Anxiety can feel loud, messy, and isolating — but you don’t have to navigate it alone. In this post, I offer a grounded approach to understanding anxiety and practical, compassionate self-care tools that help you manage it day by day. These aren’t quick fixes — they’re practices for building emotional safety, softness, and self-trust.

By Monica Brinkman, FeministArt.ca

Anxiety isn’t always dramatic. Sometimes it looks like procrastination, over-explaining, feeling frozen in your body, or needing to “fix” everything just to feel safe.
And sometimes? It’s just the hum in the background that makes it hard to rest — or even breathe.

As someone who creates emotional, restorative art, I’ve learned that anxiety is often a signal, not a flaw. It’s your body asking for presence. A reminder that something needs your attention — not your judgment.

So how do we respond with care instead of shame?
That’s what this post is about: gentle, feminist self-care practices for managing anxiety in a way that supports the whole you.

💬 First, Let’s Name It: What Is Anxiety, Really?

Anxiety is a physiological and emotional response to perceived threat. It can be triggered by external stress, inner stories, trauma, or even chronic overstimulation. But above all — anxiety thrives in disconnection.

Disconnection from your body.
From your breath.
From your sense of safety and inner trust.
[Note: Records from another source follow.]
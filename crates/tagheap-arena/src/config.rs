//! Heap configuration parameters.

use tagheap_core::{MAX_PAYLOAD, MIN_BLOCK_SIZE};

use crate::error::HeapError;

/// Configuration for a [`BlockHeap`](crate::BlockHeap).
///
/// Validated at construction; the heap copies it and never changes it.
#[derive(Clone, Debug, PartialEq, Eq)]
pub struct HeapConfig {
    /// Arena size in bytes, sentinels included.
    ///
    /// Default: 65_536. Must be at least [`HeapConfig::MIN_CAPACITY`] and at
    /// most [`HeapConfig::MAX_CAPACITY`].
    pub capacity: usize,

    /// Zero a block's payload when it is deallocated.
    ///
    /// Default: `false`. Only the released block's payload is cleared; bytes
    /// that were sentinels before a merge are left as they are.
    pub scrub_freed: bool,
}

impl HeapConfig {
    /// Default arena size: 64KB.
    pub const DEFAULT_CAPACITY: usize = 64 * 1024;

    /// Smallest arena that can host an empty block.
    pub const MIN_CAPACITY: usize = MIN_BLOCK_SIZE;

    /// Largest arena whose single initial block still fits in a sentinel.
    pub const MAX_CAPACITY: usize = MAX_PAYLOAD + MIN_BLOCK_SIZE;

    /// Create a config for an arena of `capacity` bytes.
    ///
    /// Uses default values for all other parameters.
    pub fn new(capacity: usize) -> Self {
        Self {
            capacity,
            scrub_freed: false,
        }
    }

    /// Enable or disable payload scrubbing on deallocation.
    pub fn scrub_freed(mut self, scrub: bool) -> Self {
        self.scrub_freed = scrub;
        self
    }

    /// Check that `capacity` is within bounds.
    pub fn validate(&self) -> Result<(), HeapError> {
        if !(Self::MIN_CAPACITY..=Self::MAX_CAPACITY).contains(&self.capacity) {
            return Err(HeapError::InvalidCapacity {
                capacity: self.capacity,
                minimum: Self::MIN_CAPACITY,
                maximum: Self::MAX_CAPACITY,
            });
        }
        Ok(())
    }

    /// Payload bytes available in a fresh arena (one free block).
    pub fn usable_bytes(&self) -> usize {
        self.capacity.saturating_sub(MIN_BLOCK_SIZE)
    }
}

impl Default for HeapConfig {
    fn default() -> Self {
        Self::new(Self::DEFAULT_CAPACITY)
    }
}
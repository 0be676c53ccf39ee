//! The fixed byte arena and its sentinel codec.
//!
//! An [`Arena`] owns one `Box<[u8]>` sized at construction. It knows how to
//! read and write [`Sentinel`]s at byte offsets and how to stamp a block's
//! header and footer together, but makes no allocation decisions itself.

use tagheap_core::{Element, Sentinel, Tag, MIN_BLOCK_SIZE, SENTINEL_SIZE};

use crate::block::Blocks;
use crate::config::HeapConfig;
use crate::error::HeapError;

/// Fixed-size backing storage for a heap.
///
/// Sentinels are copied in and out byte-wise in native byte order, so no
/// offset needs any particular alignment.
pub struct Arena {
    /// Backing storage. Never resized.
    bytes: Box<[u8]>,
}

impl Arena {
    /// Create an arena of `capacity` bytes holding one free block.
    ///
    /// Returns `Err(HeapError::InvalidCapacity)` if `capacity` is below
    /// [`HeapConfig::MIN_CAPACITY`] or above [`HeapConfig::MAX_CAPACITY`].
    pub fn new(capacity: usize) -> Result<Self, HeapError> {
        HeapConfig::new(capacity).validate()?;
        let mut arena = Self {
            bytes: vec![0u8; capacity].into_boxed_slice(),
        };
        arena.format();
        Ok(arena)
    }

    /// Rewrite the arena as a single free block spanning all of it.
    ///
    /// Payload bytes are not cleared.
    pub fn format(&mut self) {
        let payload = self.bytes.len() - MIN_BLOCK_SIZE;
        self.write_block(0, Tag::free(payload));
    }

    /// Arena size in bytes.
    pub fn len(&self) -> usize {
        self.bytes.len()
    }

    /// Whether the arena has zero bytes. Always false for a constructed arena.
    pub fn is_empty(&self) -> bool {
        self.bytes.is_empty()
    }

    /// Read the sentinel at `offset`.
    ///
    /// # Panics
    ///
    /// Panics if the sentinel would extend past the end of the arena.
    pub fn sentinel(&self, offset: usize) -> Sentinel {
        Sentinel::read_bytes(&self.bytes[offset..offset + SENTINEL_SIZE])
    }

    /// Read the sentinel at `offset`, or `None` if it does not fit.
    pub fn try_sentinel(&self, offset: usize) -> Option<Sentinel> {
        let end = offset.checked_add(SENTINEL_SIZE)?;
        self.bytes.get(offset..end).map(Sentinel::read_bytes)
    }

    /// Write a raw sentinel at `offset`.
    ///
    /// # Panics
    ///
    /// Panics if the sentinel would extend past the end of the arena.
    pub fn set_sentinel(&mut self, offset: usize, value: Sentinel) {
        value.write_bytes(&mut self.bytes[offset..offset + SENTINEL_SIZE]);
    }

    /// Decode the tag whose header or footer sits at `offset`.
    pub fn tag(&self, offset: usize) -> Tag {
        Tag::decode(self.sentinel(offset))
    }

    /// Stamp `tag` into both the header at `header` and the matching footer.
    pub fn write_block(&mut self, header: usize, tag: Tag) {
        let raw = tag.encode();
        self.set_sentinel(header, raw);
        self.set_sentinel(header + SENTINEL_SIZE + tag.payload, raw);
    }

    /// Shared view of `len` bytes starting at `offset`.
    pub fn bytes(&self, offset: usize, len: usize) -> &[u8] {
        &self.bytes[offset..offset + len]
    }

    /// Mutable view of `len` bytes starting at `offset`.
    pub fn bytes_mut(&mut self, offset: usize, len: usize) -> &mut [u8] {
        &mut self.bytes[offset..offset + len]
    }

    /// Walk the blocks from offset 0.
    pub fn blocks(&self) -> Blocks<'_> {
        Blocks::new(self)
    }
}
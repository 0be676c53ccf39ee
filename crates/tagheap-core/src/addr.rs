//! Payload addresses.

use std::fmt;

/// Address of a payload byte within a heap's arena.
///
/// `allocate` returns the address of a block's first payload byte (the byte
/// right after its header). Addresses are plain byte offsets from the start
/// of the arena: they stay meaningful only for the heap that produced them,
/// and only until that block is deallocated or the heap is reset.
#[derive(Clone, Copy, Debug, PartialEq, Eq, Hash, PartialOrd, Ord)]
#[must_use]
pub struct BlockAddr(usize);

impl BlockAddr {
    /// Wrap a raw arena byte offset.
    pub const fn new(offset: usize) -> Self {
        Self(offset)
    }

    /// Byte offset from the start of the arena.
    pub const fn offset(self) -> usize {
        self.0
    }

    /// The address `bytes` further into the arena.
    pub const fn byte_add(self, bytes: usize) -> Self {
        Self(self.0 + bytes)
    }
}

impl fmt::Display for BlockAddr {
    fn fmt(&self, f: &mut fmt::Formatter<'_>) -> fmt::Result {
        write!(f, "@{}", self.0)
    }
}

impl From<BlockAddr> for usize {
    fn from(addr: BlockAddr) -> Self {
        addr.0
    }
}
//! Deallocation engine: status flip and neighbour coalescing.

use tagheap_core::{Tag, MIN_BLOCK_SIZE, SENTINEL_SIZE};

use crate::arena::Arena;
use crate::block::BlockInfo;

/// Outcome of releasing one block.
#[derive(Clone, Copy, Debug, PartialEq, Eq)]
pub(crate) struct Release {
    /// The free block that now covers the released bytes.
    pub block: BlockInfo,
    /// Whether the block after it was absorbed.
    pub merged_right: bool,
    /// Whether the block was absorbed into the one before it.
    pub merged_left: bool,
}

/// Free the allocated block whose header sits at `header` and merge it with
/// any free neighbours.
///
/// Both sides are always tried, so a block freed between two free blocks
/// ends up as a single free block.
pub(crate) fn release(arena: &mut Arena, header: usize, scrub: bool) -> Release {
    let tag = arena.tag(header);
    debug_assert!(
        !tag.is_free(),
        "block at {header} is not allocated (double free or foreign address)"
    );

    let mut block = BlockInfo::new(header, tag.freed());
    if scrub {
        arena
            .bytes_mut(block.payload_offset(), block.tag.payload)
            .fill(0);
    }
    arena.write_block(block.header, block.tag);

    let merged_right = coalesce_right(arena, &mut block);
    let merged_left = coalesce_left(arena, &mut block);
    Release {
        block,
        merged_right,
        merged_left,
    }
}

fn coalesce_right(arena: &mut Arena, block: &mut BlockInfo) -> bool {
    let next = block.next_header();
    if next >= arena.len() {
        return false;
    }
    let right = arena.tag(next);
    if !right.is_free() {
        return false;
    }
    block.tag = Tag::free(block.tag.payload + MIN_BLOCK_SIZE + right.payload);
    arena.write_block(block.header, block.tag);
    true
}

fn coalesce_left(arena: &mut Arena, block: &mut BlockInfo) -> bool {
    if block.header == 0 {
        return false;
    }
    let left = arena.tag(block.header - SENTINEL_SIZE);
    if !left.is_free() {
        return false;
    }
    let header = block.header - left.footprint();
    *block = BlockInfo::new(
        header,
        Tag::free(left.payload + MIN_BLOCK_SIZE + block.tag.payload),
    );
    arena.write_block(block.header, block.tag);
    true
}
//! Allocation counters and layout summaries.
//!
//! [`HeapStats`] accumulates over the heap's lifetime and is updated by
//! every public operation. [`HeapUsage`] is a point-in-time picture of the
//! arena computed on demand by walking it.

use tagheap_core::MIN_BLOCK_SIZE;

use crate::block::BlockInfo;

/// Cumulative operation counters for one heap.
#[derive(Clone, Debug, Default, PartialEq, Eq)]
pub struct HeapStats {
    /// Successful `allocate` calls.
    pub allocations: u64,
    /// `deallocate` calls.
    pub deallocations: u64,
    /// Allocations that split a free block in two.
    pub splits: u64,
    /// Allocations that took a whole free block to avoid leaving a sliver.
    pub whole_grants: u64,
    /// Deallocations that merged into the preceding free block.
    pub left_merges: u64,
    /// Deallocations that absorbed the following free block.
    pub right_merges: u64,
    /// `allocate` calls that failed with `OutOfMemory`.
    pub out_of_memory: u64,
    /// `allocate` calls rejected with `InvalidRequest`.
    pub invalid_requests: u64,
}

/// Snapshot of how the arena is currently divided.
#[derive(Clone, Debug, Default, PartialEq, Eq)]
pub struct HeapUsage {
    /// Arena size in bytes.
    pub capacity: usize,
    /// Payload bytes in free blocks.
    pub free_bytes: usize,
    /// Payload bytes in allocated blocks, including whole-block slack.
    pub used_bytes: usize,
    /// Number of free blocks.
    pub free_blocks: usize,
    /// Number of allocated blocks.
    pub used_blocks: usize,
    /// Largest single free payload; the biggest request that can succeed.
    pub largest_free: usize,
    /// Bytes spent on headers and footers.
    pub tag_bytes: usize,
}

impl HeapUsage {
    /// Summarise a sequence of blocks.
    pub fn from_blocks(capacity: usize, blocks: impl IntoIterator<Item = BlockInfo>) -> Self {
        let mut usage = Self {
            capacity,
            ..Self::default()
        };
        for block in blocks {
            usage.tag_bytes += MIN_BLOCK_SIZE;
            if block.tag.is_free() {
                usage.free_blocks += 1;
                usage.free_bytes += block.tag.payload;
                usage.largest_free = usage.largest_free.max(block.tag.payload);
            } else {
                usage.used_blocks += 1;
                usage.used_bytes += block.tag.payload;
            }
        }
        usage
    }

    /// Total number of blocks.
    pub fn block_count(&self) -> usize {
        self.free_blocks + self.used_blocks
    }

    /// Bytes accounted for by all blocks. Equals `capacity` for a valid arena.
    pub fn accounted_bytes(&self) -> usize {
        self.free_bytes + self.used_bytes + self.tag_bytes
    }

    /// Share of free payload that lies outside the largest free block.
    ///
    /// 0.0 when all free space is contiguous (or there is none); approaches
    /// 1.0 as free space splinters into many small blocks.
    pub fn fragmentation(&self) -> f64 {
        if self.free_bytes == 0 {
            return 0.0;
        }
        1.0 - self.largest_free as f64 / self.free_bytes as f64
    }
}
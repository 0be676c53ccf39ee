//! Benchmark profiles for the tagheap allocator.
//!
//! Provides pre-built heaps in representative states:
//!
//! - [`fresh_heap`]: a single free block
//! - [`fragmented_heap`]: alternating used/free blocks, the worst case for
//!   a first-fit scan
//! - [`churned_heap`]: a heap after a seeded random workload

#![forbid(unsafe_code)]
#![deny(rustdoc::broken_intra_doc_links)]

use tagheap_arena::BlockHeap;
use tagheap_core::BlockAddr;
use tagheap_test_utils::Workload;

/// Reference arena size: 1MB.
pub const REFERENCE_CAPACITY: usize = 1024 * 1024;

/// A fresh `u32` heap of `capacity` bytes.
pub fn fresh_heap(capacity: usize) -> BlockHeap<u32> {
    BlockHeap::with_capacity(capacity).expect("benchmark capacity is valid")
}

/// A `u32` heap filled with `count`-element blocks, every other one freed.
///
/// Returns the heap and the addresses still allocated. Every free hole is
/// exactly `count` elements, so any larger request must scan the whole
/// arena.
pub fn fragmented_heap(capacity: usize, count: usize) -> (BlockHeap<u32>, Vec<BlockAddr>) {
    let mut heap = fresh_heap(capacity);
    let mut addrs = Vec::new();
    while let Ok(addr) = heap.allocate(count) {
        addrs.push(addr);
    }
    let mut kept = Vec::with_capacity(addrs.len() / 2);
    for (i, addr) in addrs.into_iter().enumerate() {
        if i % 2 == 0 {
            heap.deallocate(addr);
        } else {
            kept.push(addr);
        }
    }
    (heap, kept)
}

/// A `u32` heap after `steps` operations of a seeded workload.
pub fn churned_heap(capacity: usize, seed: u64, steps: usize) -> (BlockHeap<u32>, Workload) {
    let mut heap = fresh_heap(capacity);
    let mut workload = Workload::new(seed, 64);
    workload.run(&mut heap, steps, |_, _| {});
    (heap, workload)
}
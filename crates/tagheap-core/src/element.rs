//! Fixed-size element types a heap can store.
//!
//! A heap is parameterised by one element type `E`; `allocate(count)`
//! requests `count * E::SIZE` payload bytes. Values are moved in and out of
//! the arena by byte copy in native byte order, so the arena never needs to
//! be aligned for `E`.

/// A plain scalar that can be copied to and from raw arena bytes.
///
/// Implemented for the primitive integer and float types. `SIZE` must equal
/// the number of bytes `write_bytes` writes and `read_bytes` consumes.
pub trait Element: Copy + 'static {
    /// Size of one element in bytes.
    const SIZE: usize;

    /// Write `self` into `out`, which is exactly `SIZE` bytes long.
    fn write_bytes(self, out: &mut [u8]);

    /// Read a value from `bytes`, which is exactly `SIZE` bytes long.
    fn read_bytes(bytes: &[u8]) -> Self;
}

macro_rules! impl_element {
    ($($ty:ty),* $(,)?) => {
        $(
            impl Element for $ty {
                const SIZE: usize = std::mem::size_of::<$ty>();

                fn write_bytes(self, out: &mut [u8]) {
                    out.copy_from_slice(&self.to_ne_bytes());
                }

                fn read_bytes(bytes: &[u8]) -> Self {
                    let mut raw = [0u8; std::mem::size_of::<$ty>()];
                    raw.copy_from_slice(bytes);
                    <$ty>::from_ne_bytes(raw)
                }
            }
        )*
    };
}

impl_element!(u8, u16, u32, u64, u128, usize, i8, i16, i32, i64, i128, isize, f32, f64);

#[cfg(test)]
mod tests {
    use super::*;

    #[test]
    fn sizes_match_primitive_widths() {
        assert_eq!(<u8 as Element>::SIZE, 1);
        assert_eq!(<i32 as Element>::SIZE, 4);
        assert_eq!(<f64 as Element>::SIZE, 8);
        assert_eq!(<u128 as Element>::SIZE, 16);
    }

    #[test]
    fn write_uses_native_byte_order() {
        let mut buf = [0u8; 4];
        0x0102_0304u32.write_bytes(&mut buf);
        assert_eq!(buf, 0x0102_0304u32.to_ne_bytes());
    }

    #[test]
    fn negative_and_float_values_survive() {
        let mut buf = [0u8; 8];
        (-7i64).write_bytes(&mut buf);
        assert_eq!(i64::read_bytes(&buf), -7);

        let mut buf = [0u8; 4];
        1.5f32.write_bytes(&mut buf);
        assert_eq!(f32::read_bytes(&buf), 1.5);
    }

    #[test]
    #[should_panic]
    fn short_buffer_panics() {
        let mut buf = [0u8; 2];
        7u32.write_bytes(&mut buf);
    }
}
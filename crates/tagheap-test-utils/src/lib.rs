//! Test utilities for tagheap development.
//!
//! Provides tracing setup for tests, layout assertions over a
//! [`BlockHeap`], and seeded random [`Workload`]s for churn tests and
//! benchmarks.

#![forbid(unsafe_code)]
#![allow(missing_docs)]
#![deny(rustdoc::broken_intra_doc_links)]

pub mod workload;

use tagheap_arena::BlockHeap;
use tagheap_core::{Element, Sentinel, Tag};
use tracing_subscriber::{fmt, layer::SubscriberExt, util::SubscriberInitExt, EnvFilter};

pub use workload::{HeapOp, Workload};

/// Install a test-friendly tracing subscriber.
///
/// Filtered by `RUST_LOG`. Safe to call from every test; only the first
/// call in a process installs anything.
pub fn init_tracing() {
    let _ = tracing_subscriber::registry()
        .with(fmt::layer().with_test_writer())
        .with(EnvFilter::from_default_env())
        .try_init();
}

/// Decoded tags of every block, in address order.
pub fn tags<E: Element>(heap: &BlockHeap<E>) -> Vec<Tag> {
    heap.blocks().map(|b| b.tag).collect()
}

/// Raw header sentinels of every block, in address order.
pub fn header_values<E: Element>(heap: &BlockHeap<E>) -> Vec<Sentinel> {
    heap.blocks().map(|b| heap.arena().sentinel(b.header)).collect()
}

/// Assert every layout invariant: exact tiling, matching tags, no adjacent
/// free blocks, and all bytes accounted for.
pub fn assert_consistent<E: Element>(heap: &BlockHeap<E>) {
    if let Err(violation) = heap.check_coalesced() {
        panic!("heap layout broken: {violation}\n{heap:?}");
    }
    assert_eq!(
        heap.usage().accounted_bytes(),
        heap.capacity(),
        "block footprints do not sum to capacity"
    );
}
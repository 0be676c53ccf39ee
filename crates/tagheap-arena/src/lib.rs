//! Fixed-capacity, in-place block allocation for tagheap.
//!
//! A [`BlockHeap`] carves a single pre-sized byte arena into variable-length
//! blocks. Block status and size live in the arena itself as boundary tags,
//! so no side structures are needed to find free space or merge neighbours.
//!
//! # Architecture
//!
//! ```text
//! BlockHeap<E> (typed front-end: element counts, construct/destroy)
//! ├── Arena (Box<[u8]>, fixed at construction)
//! │   └── sentinel codec (i32 header/footer at byte offsets)
//! ├── alloc   first-fit scan + split-or-consume
//! ├── dealloc status flip + right/left coalescing
//! ├── check   whole-arena tiling audit
//! └── HeapStats (cumulative counters)
//! ```
//!
//! # Block layout
//!
//! ```text
//! | hdr | payload ........ | ftr | hdr | payload | ftr | ...
//!   i32                     i32
//! ```
//!
//! Header and footer carry the same value: `>= 0` for a free block of that
//! many payload bytes, `< 0` for an allocated one. Blocks tile the arena from
//! offset 0 to its end with no gaps, and no two free blocks are ever adjacent
//! once a public operation returns.
//!
//! # Threading
//!
//! Every mutating operation takes `&mut self`. There is no internal locking;
//! share a heap across threads only behind your own exclusion.

#![deny(missing_docs)]
#![deny(rustdoc::broken_intra_doc_links)]
#![forbid(unsafe_code)]

mod alloc;
pub mod arena;
pub mod block;
pub mod check;
pub mod config;
mod dealloc;
pub mod error;
pub mod heap;
pub mod stats;

// Public re-exports for the primary API surface.
pub use arena::Arena;
pub use block::{BlockInfo, Blocks};
pub use config::HeapConfig;
pub use error::{HeapError, LayoutViolation};
pub use heap::BlockHeap;
pub use stats::{HeapStats, HeapUsage};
And that’s where holistic self-care steps in.

🎨 Feminist Self-Care Is About Reconnection, Not Perfection

Self-care in this context isn’t about doing more — it’s about doing less with more intention.
It’s saying: I deserve to feel safe in my own skin, even when the world feels overwhelming.

When I created Grow to Flow and Purple Sky, I wasn’t thinking about products — I was processing anxiety through movement, color, and line. These pieces were born from the tension between fear and flow. And now they live on walls and shirts as reminders: your feelings are valid, and they don’t define your worth.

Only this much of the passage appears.